== Data for review ==

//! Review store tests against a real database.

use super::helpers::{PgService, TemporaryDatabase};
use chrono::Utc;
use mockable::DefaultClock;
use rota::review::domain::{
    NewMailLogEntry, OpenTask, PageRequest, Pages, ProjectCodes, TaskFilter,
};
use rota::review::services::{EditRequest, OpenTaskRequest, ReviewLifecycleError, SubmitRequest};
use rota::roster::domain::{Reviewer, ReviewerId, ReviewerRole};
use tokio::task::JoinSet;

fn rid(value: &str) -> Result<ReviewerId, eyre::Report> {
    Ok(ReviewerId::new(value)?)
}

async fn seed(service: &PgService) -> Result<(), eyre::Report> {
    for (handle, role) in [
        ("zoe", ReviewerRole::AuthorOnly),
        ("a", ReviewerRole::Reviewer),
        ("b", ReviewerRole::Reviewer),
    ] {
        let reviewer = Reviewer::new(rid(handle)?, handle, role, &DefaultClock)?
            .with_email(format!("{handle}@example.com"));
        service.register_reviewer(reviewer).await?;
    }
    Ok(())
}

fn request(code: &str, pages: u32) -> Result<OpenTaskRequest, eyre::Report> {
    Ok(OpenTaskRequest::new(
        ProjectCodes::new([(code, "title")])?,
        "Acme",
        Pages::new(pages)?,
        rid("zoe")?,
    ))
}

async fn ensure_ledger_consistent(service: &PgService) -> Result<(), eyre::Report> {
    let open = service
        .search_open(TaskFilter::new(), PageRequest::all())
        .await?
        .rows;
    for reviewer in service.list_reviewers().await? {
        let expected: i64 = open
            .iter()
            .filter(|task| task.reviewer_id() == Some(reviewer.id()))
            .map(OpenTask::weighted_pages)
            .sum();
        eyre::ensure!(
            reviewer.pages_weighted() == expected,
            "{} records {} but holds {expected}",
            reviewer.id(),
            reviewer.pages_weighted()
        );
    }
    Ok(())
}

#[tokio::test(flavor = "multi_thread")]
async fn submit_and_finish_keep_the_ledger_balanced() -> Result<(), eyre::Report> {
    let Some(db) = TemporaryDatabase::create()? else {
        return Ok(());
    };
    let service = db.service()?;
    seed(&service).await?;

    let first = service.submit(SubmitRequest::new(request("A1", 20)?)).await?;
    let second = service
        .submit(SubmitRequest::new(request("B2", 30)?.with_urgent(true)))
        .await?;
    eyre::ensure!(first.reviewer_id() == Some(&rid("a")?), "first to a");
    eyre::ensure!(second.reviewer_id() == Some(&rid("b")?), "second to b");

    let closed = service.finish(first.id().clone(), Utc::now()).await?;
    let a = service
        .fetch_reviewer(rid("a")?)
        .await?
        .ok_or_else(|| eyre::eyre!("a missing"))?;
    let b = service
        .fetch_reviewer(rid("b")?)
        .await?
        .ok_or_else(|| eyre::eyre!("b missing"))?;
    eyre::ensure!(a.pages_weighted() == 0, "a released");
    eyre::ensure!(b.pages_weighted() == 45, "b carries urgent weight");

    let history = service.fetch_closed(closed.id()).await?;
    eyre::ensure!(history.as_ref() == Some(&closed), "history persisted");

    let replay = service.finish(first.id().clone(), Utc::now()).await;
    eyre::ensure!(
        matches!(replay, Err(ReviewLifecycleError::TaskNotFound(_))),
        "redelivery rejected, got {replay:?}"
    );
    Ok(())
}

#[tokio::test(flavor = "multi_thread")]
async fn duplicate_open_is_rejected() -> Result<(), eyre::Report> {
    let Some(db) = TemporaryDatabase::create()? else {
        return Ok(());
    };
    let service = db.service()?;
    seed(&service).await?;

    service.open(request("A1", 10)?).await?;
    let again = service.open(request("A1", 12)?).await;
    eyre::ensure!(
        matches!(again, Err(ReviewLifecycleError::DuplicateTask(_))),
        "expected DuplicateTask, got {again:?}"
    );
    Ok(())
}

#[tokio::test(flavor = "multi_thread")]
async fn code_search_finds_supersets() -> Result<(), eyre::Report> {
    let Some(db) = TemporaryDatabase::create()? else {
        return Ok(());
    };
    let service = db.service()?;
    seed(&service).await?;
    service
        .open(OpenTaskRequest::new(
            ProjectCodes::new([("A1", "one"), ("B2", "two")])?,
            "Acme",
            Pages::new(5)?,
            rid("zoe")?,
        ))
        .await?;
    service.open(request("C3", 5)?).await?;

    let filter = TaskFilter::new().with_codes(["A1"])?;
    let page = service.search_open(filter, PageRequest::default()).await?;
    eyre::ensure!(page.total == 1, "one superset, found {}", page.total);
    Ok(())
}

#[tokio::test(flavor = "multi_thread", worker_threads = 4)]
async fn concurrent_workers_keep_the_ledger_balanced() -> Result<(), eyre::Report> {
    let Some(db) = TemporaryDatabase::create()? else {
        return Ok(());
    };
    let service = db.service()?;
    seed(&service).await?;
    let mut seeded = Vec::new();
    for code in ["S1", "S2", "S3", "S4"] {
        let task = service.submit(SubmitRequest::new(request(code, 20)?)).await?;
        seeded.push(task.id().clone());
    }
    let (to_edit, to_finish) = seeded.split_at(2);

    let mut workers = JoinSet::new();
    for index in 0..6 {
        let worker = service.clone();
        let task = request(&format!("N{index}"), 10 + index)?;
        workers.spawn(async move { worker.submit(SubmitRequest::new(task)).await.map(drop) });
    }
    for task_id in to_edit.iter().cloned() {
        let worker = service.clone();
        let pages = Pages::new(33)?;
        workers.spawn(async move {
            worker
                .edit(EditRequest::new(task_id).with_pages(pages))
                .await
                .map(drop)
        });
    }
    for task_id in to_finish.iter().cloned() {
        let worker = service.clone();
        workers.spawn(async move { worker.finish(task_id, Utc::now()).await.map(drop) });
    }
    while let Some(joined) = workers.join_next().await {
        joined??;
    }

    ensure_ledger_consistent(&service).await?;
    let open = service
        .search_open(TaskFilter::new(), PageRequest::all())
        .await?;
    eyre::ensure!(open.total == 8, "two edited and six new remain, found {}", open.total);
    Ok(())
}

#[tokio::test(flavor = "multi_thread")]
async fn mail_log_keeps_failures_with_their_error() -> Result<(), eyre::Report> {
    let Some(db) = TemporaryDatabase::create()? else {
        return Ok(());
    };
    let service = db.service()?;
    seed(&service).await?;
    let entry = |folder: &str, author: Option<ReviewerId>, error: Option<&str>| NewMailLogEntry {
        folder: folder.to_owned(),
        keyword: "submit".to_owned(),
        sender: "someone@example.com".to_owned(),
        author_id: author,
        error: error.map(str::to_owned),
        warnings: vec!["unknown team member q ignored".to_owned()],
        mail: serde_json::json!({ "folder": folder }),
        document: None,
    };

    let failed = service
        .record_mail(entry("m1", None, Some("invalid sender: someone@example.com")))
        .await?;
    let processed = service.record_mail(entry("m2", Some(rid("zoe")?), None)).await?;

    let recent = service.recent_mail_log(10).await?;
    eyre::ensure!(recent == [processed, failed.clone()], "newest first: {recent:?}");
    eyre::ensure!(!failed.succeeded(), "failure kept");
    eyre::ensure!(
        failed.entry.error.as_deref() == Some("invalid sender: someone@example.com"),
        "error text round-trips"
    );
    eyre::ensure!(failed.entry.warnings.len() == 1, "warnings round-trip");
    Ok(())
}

===

Output the records above exactly, from their first line through the line that contains "async fn seed(service: &PgService)", and add nothing.

//! Review store tests against a real database.

use super::helpers::{PgService, TemporaryDatabase};
use chrono::Utc;
use mockable::DefaultClock;
use rota::review::domain::{
    NewMailLogEntry, OpenTask, PageRequest, Pages, ProjectCodes, TaskFilter,
};
use rota::review::services::{EditRequest, OpenTaskRequest, ReviewLifecycleError, SubmitRequest};
use rota::roster::domain::{Reviewer, ReviewerId, ReviewerRole};
use tokio::task::JoinSet;

fn rid(value: &str) -> Result<ReviewerId, eyre::Report> {
    Ok(ReviewerId::new(value)?)
}

async fn seed(service: &PgService) -> Result<(), eyre::Report> {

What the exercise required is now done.